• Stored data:
------------------------------------------------------------------------

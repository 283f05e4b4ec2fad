//! CSV reader - a single delimited file → DataTable

use crate::config::CsvOptions;
use crate::error::{CalcError, CalcResult};
use crate::types::{Cell, DataTable};
use std::fs::File;
use std::io::{BufReader, Read};
use std::path::Path;
use tracing::debug;

/// Load a CSV file as a table, dropping the first `skip_rows` lines
///
/// Rows may have different lengths. The table is named after the file stem.
pub fn read_csv(path: &Path, options: &CsvOptions) -> CalcResult<DataTable> {
    let file = File::open(path)?;
    let name = path
        .file_stem()
        .map(|s| s.to_string_lossy().into_owned())
        .unwrap_or_default();

    let table = read_csv_from(BufReader::new(file), &name, options)?;
    debug!(
        path = %path.display(),
        rows = table.row_count(),
        cols = table.width(),
        "loaded csv"
    );
    Ok(table)
}

/// Load CSV data from any reader
pub fn read_csv_from<R: Read>(reader: R, name: &str, options: &CsvOptions) -> CalcResult<DataTable> {
    let delimiter = u8::try_from(options.delimiter).map_err(|_| {
        CalcError::Validation(format!(
            "CSV delimiter must be a single ASCII character, got '{}'",
            options.delimiter
        ))
    })?;

    let mut rdr = csv::ReaderBuilder::new()
        .has_headers(false)
        .flexible(true)
        .delimiter(delimiter)
        .from_reader(reader);

    let mut table = DataTable::new(name);
    for result in rdr.records().skip(options.skip_rows) {
        let record = result?;
        table.push_row(record.iter().map(Cell::from).collect());
    }

    Ok(table)
}

#[cfg(test)]
mod tests {
    use super::*;
    use pretty_assertions::assert_eq;

    const SALINE: &str = "\
Saline Storage Calculations,,,,,
,,Parameter,Unit,,Value
,,Porosity,fraction,,0.2
,,Permeability,mD,,100
";

    #[test]
    fn test_read_csv_skips_title_row() {
        let table = read_csv_from(SALINE.as_bytes(), "saline", &CsvOptions::default()).unwrap();

        assert_eq!(table.name, "saline");
        assert_eq!(table.row_count(), 3);
        assert_eq!(table.get(0, 2), &Cell::Text("Parameter".to_string()));
        assert_eq!(table.get(1, 2), &Cell::Text("Porosity".to_string()));
        assert_eq!(table.get(1, 5), &Cell::Text("0.2".to_string()));
        assert_eq!(table.get(1, 0), &Cell::Empty);
    }

    #[test]
    fn test_read_csv_ragged_rows() {
        let data = "title\na,b,c\nd\n";
        let options = CsvOptions {
            skip_rows: 0,
            ..CsvOptions::default()
        };
        let table = read_csv_from(data.as_bytes(), "ragged", &options).unwrap();

        assert_eq!(table.row_count(), 3);
        assert_eq!(table.width(), 3);
        assert_eq!(table.get(2, 1), &Cell::Empty);
    }

    #[test]
    fn test_read_csv_semicolon_delimiter() {
        let data = "x\n;;Porosity;;;0,2\n";
        let options = CsvOptions {
            skip_rows: 1,
            delimiter: ';',
        };
        let table = read_csv_from(data.as_bytes(), "semi", &options).unwrap();
        assert_eq!(table.get(0, 2), &Cell::Text("Porosity".to_string()));
        assert_eq!(table.get(0, 5), &Cell::Text("0,2".to_string()));
    }

    #[test]
    fn test_read_csv_non_ascii_delimiter() {
        let options = CsvOptions {
            skip_rows: 0,
            delimiter: '→',
        };
        let result = read_csv_from("a".as_bytes(), "bad", &options);
        assert!(matches!(result, Err(CalcError::Validation(_))));
    }
}
//! CLI command handlers

pub mod commands;

pub use commands::{
    analyze_depleted, analyze_economics, analyze_saline, depleted, economics, saline, sheets,
    show_config, validate, Analysis,
};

------------------------------------------------------------------------

• What is required:
Read the data above. Pull out each line in which the string "path" appears.

• Solution below:
use std::path::Path;
pub fn read_csv(path: &Path, options: &CsvOptions) -> CalcResult<DataTable> {
    let file = File::open(path)?;
    let name = path
        path = %path.display(),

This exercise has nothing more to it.